TASK OBJECTIVE. Among the entries below, how many lines contain the string "PyKeyError"? Only the number is wanted.

STUDY MATERIAL.
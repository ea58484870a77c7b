//! Python bindings for thongna using PyO3
//!
//! This module exposes the segmenter functions and a tokenizer class to Python.

use pyo3::exceptions::{PyKeyError, PyRuntimeError};
use pyo3::prelude::*;
use pyo3::types::PyDict;

use crate::dictionary::Dictionary;
use crate::error::Error;
use crate::token::Token as RustToken;
use crate::tokenizer::{Newmm, Segmenter};

impl From<Error> for PyErr {
    fn from(e: Error) -> Self {
        match e {
            Error::DictionaryNotFound(_) => PyErr::new::<PyKeyError, _>(e.to_string()),
            _ => PyErr::new::<PyRuntimeError, _>(e.to_string()),
        }
    }
}

/// A Python-compatible Token class
#[pyclass(name = "Token")]
#[derive(Clone)]
pub struct PyToken {
    #[pyo3(get)]
    pub text: String,
    #[pyo3(get)]
    pub start: usize,
    #[pyo3(get)]
    pub len: usize,
    #[pyo3(get)]
    pub kind: String,
}

impl From<RustToken> for PyToken {
    fn from(t: RustToken) -> Self {
        PyToken {
            text: t.text,
            start: t.start,
            len: t.len,
            kind: t.kind.as_str().to_string(),
        }
    }
}

#[pymethods]
impl PyToken {
    fn __repr__(&self) -> String {
        format!(
            "Token(text={:?}, start={}, len={}, kind={})",
            self.text, self.start, self.len, self.kind
        )
    }

    fn __str__(&self) -> String {
        self.text.clone()
    }

    /// Check if this token came from the dictionary
    fn is_word(&self) -> bool {
        self.kind == "WORD"
    }

    /// Convert to a Python dict
    fn to_dict<'py>(&self, py: Python<'py>) -> PyResult<Bound<'py, PyDict>> {
        let dict = PyDict::new_bound(py);
        dict.set_item("text", &self.text)?;
        dict.set_item("start", self.start)?;
        dict.set_item("len", self.len)?;
        dict.set_item("kind", &self.kind)?;
        Ok(dict)
    }
}

/// A tokenizer holding its own dictionary
#[pyclass(name = "Newmm")]
pub struct PyNewmm {
    inner: Newmm,
}

#[pymethods]
impl PyNewmm {
    /// Create a tokenizer from a registered dictionary name, or from a word list
    #[new]
    #[pyo3(signature = (dict_name=None, words=None))]
    fn new(dict_name: Option<&str>, words: Option<Vec<String>>) -> PyResult<Self> {
        let inner = match (dict_name, words) {
            (Some(name), _) => Newmm::from_registry(name)?,
            (None, Some(words)) => Newmm::new(Dictionary::from_words(words)),
            (None, None) => Newmm::new(Dictionary::new()),
        };
        Ok(PyNewmm { inner })
    }

    /// Add a word to this tokenizer only
    fn add_word(&mut self, word: &str) -> bool {
        self.inner.add_words([word]) == 1
    }

    /// Remove a word from this tokenizer only
    fn remove_word(&mut self, word: &str) -> bool {
        self.inner.remove_words([word]) == 1
    }

    /// Tokenize text into Token objects
    #[pyo3(signature = (text, safe=false, parallel=false))]
    fn tokenize(&self, py: Python<'_>, text: &str, safe: bool, parallel: bool) -> PyResult<Vec<PyToken>> {
        let tokens = py.allow_threads(|| self.inner.tokenize(text, safe, parallel))?;
        Ok(tokens.into_iter().map(PyToken::from).collect())
    }

    /// Tokenize text into strings
    #[pyo3(signature = (text, safe=false, parallel=false))]
    fn segment(&self, py: Python<'_>, text: &str, safe: bool, parallel: bool) -> PyResult<Vec<String>> {
        Ok(py.allow_threads(|| self.inner.segment(text, safe, parallel))?)
    }

    fn __len__(&self) -> usize {
        self.inner.dictionary().len()
    }

    fn __repr__(&self) -> String {
        format!("Newmm(words={})", self.inner.dictionary().len())
    }
}

/// Load a dictionary file into the registry
///
/// Args:
///     file_path: Path to a UTF-8 file with one word per line
///     dict_name: Name to register the dictionary under
///
/// Returns:
///     (message, success)
#[pyfunction]
fn load_dict(py: Python<'_>, file_path: &str, dict_name: &str) -> (String, bool) {
    py.allow_threads(|| crate::load_dict(file_path, dict_name))
}

/// Segment text with a registered dictionary
///
/// Returns an empty list for None, non-string or empty text.
/// Raises KeyError if the dictionary is not registered.
#[pyfunction]
#[pyo3(signature = (text, dict_name, safe=false, parallel=false))]
fn newmm(
    py: Python<'_>,
    text: Option<&Bound<'_, PyAny>>,
    dict_name: &str,
    safe: bool,
    parallel: bool,
) -> PyResult<Vec<String>> {
    let Some(text) = text.and_then(|t| t.extract::<String>().ok()) else {
        return Ok(Vec::new());
    };
    Ok(py.allow_threads(|| crate::tokenize(&text, dict_name, safe, parallel))?)
}

/// Normalize Thai text
#[pyfunction]
#[pyo3(signature = (text, whitespace_number=true))]
fn normalize(text: &str, whitespace_number: bool) -> String {
    crate::normalize(text, whitespace_number)
}

/// Reverse text by Unicode code points
#[pyfunction]
fn reverse_text(text: &str) -> String {
    crate::reverse_text(text)
}

/// Split text into Thai Character Clusters
#[pyfunction]
fn clusters(text: &str) -> Vec<String> {
    crate::tcc::cluster_strings(text)
        .into_iter()
        .map(str::to_string)
        .collect()
}

/// Create the Python module
#[pymodule]
fn thongna(m: &Bound<'_, PyModule>) -> PyResult<()> {
    m.add_class::<PyToken>()?;
    m.add_class::<PyNewmm>()?;
    m.add_function(wrap_pyfunction!(load_dict, m)?)?;
    m.add_function(wrap_pyfunction!(newmm, m)?)?;
    m.add_function(wrap_pyfunction!(normalize, m)?)?;
    m.add_function(wrap_pyfunction!(reverse_text, m)?)?;
    m.add_function(wrap_pyfunction!(clusters, m)?)?;

    // Add version
    m.add("__version__", env!("CARGO_PKG_VERSION"))?;

    Ok(())
}
//! Safe mode: bounding the work spent on highly ambiguous text.
//!
//! The graph is split into segments that are resolved independently. A
//! segment ends for free at every node that no edge crosses. When a run of
//! ambiguous text grows past the configured limits, a cut is forced at the
//! recent node crossed by the fewest edges; tokens spanning a forced cut are
//! lost, which is the price of the bound.

use serde::{Deserialize, Serialize};

use crate::graph::BoundaryGraph;

/// Limits applied in safe mode
#[derive(Debug, Clone, PartialEq, Eq, Serialize, Deserialize)]
#[serde(default)]
pub struct SafeModeConfig {
    /// Edges a segment may accumulate before a cut is forced
    pub max_segment_edges: usize,
    /// Clusters a segment may span before a cut is forced
    pub max_segment_clusters: usize,
    /// How many trailing nodes are considered for a forced cut
    pub cut_lookback: usize,
}

impl Default for SafeModeConfig {
    fn default() -> Self {
        SafeModeConfig {
            max_segment_edges: 120,
            max_segment_clusters: 60,
            cut_lookback: 12,
        }
    }
}

/// Segment boundaries chosen for a graph
#[derive(Debug, Clone, PartialEq, Eq)]
pub struct SegmentPlan {
    /// Node indices, starting with 0 and ending with the last node
    pub cuts: Vec<usize>,
    /// How many of the cuts were forced
    pub forced: usize,
}

impl SegmentPlan {
    /// The plan for a graph resolved in one piece
    pub fn whole(graph: &BoundaryGraph) -> Self {
        let n = graph.cluster_count();
        let cuts = if n == 0 { vec![0] } else { vec![0, n] };
        SegmentPlan { cuts, forced: 0 }
    }

    /// Consecutive `(start, end)` node pairs
    pub fn segments(&self) -> impl Iterator<Item = (usize, usize)> + '_ {
        self.cuts.windows(2).map(|w| (w[0], w[1]))
    }
}

/// Number of edges out of `start..cut` that end beyond `cut`
fn crossing(graph: &BoundaryGraph, start: usize, cut: usize) -> usize {
    (start..cut)
        .map(|i| graph.edges(i).iter().filter(|e| e.end > cut).count())
        .sum()
}

/// Split `graph` into segments that respect the limits in `config`.
///
/// The result depends only on the graph: planning a piece that starts and ends
/// at uncrossed nodes gives the same cuts as planning the whole graph.
pub fn plan(graph: &BoundaryGraph, config: &SafeModeConfig) -> SegmentPlan {
    let n = graph.cluster_count();
    let max_edges = config.max_segment_edges.max(1);
    let max_clusters = config.max_segment_clusters.max(1);
    let lookback = config.cut_lookback.max(1);

    let mut cuts = vec![0];
    let mut forced = 0;
    let mut seg_start = 0;
    let mut seg_edges = 0;
    let mut max_reach = 0;
    let mut i = 0;

    while i < n {
        if i > seg_start && max_reach <= i {
            cuts.push(i);
            seg_start = i;
            seg_edges = 0;
        }

        seg_edges += graph.out_degree(i);
        max_reach = max_reach.max(graph.reach(i));

        if seg_edges > max_edges || i + 1 - seg_start >= max_clusters {
            let hi = i + 1;
            if hi >= n || max_reach <= hi {
                // The next node is a free boundary anyway
                i += 1;
                continue;
            }

            let lo = (seg_start + 1).max(hi.saturating_sub(lookback));
            let mut cut = hi;
            let mut fewest = usize::MAX;
            for candidate in lo..=hi {
                let count = crossing(graph, seg_start, candidate);
                if count <= fewest {
                    fewest = count;
                    cut = candidate;
                }
            }

            cuts.push(cut);
            forced += 1;
            seg_start = cut;
            seg_edges = 0;
            max_reach = 0;
            i = cut;
            continue;
        }

        i += 1;
    }

    if n > 0 {
        cuts.push(n);
    }

    log::debug!(
        "safe mode: {} clusters in {} segments ({} forced cuts)",
        n,
        cuts.len().saturating_sub(1),
        forced
    );

    SegmentPlan { cuts, forced }
}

ANSWER SECTION. 2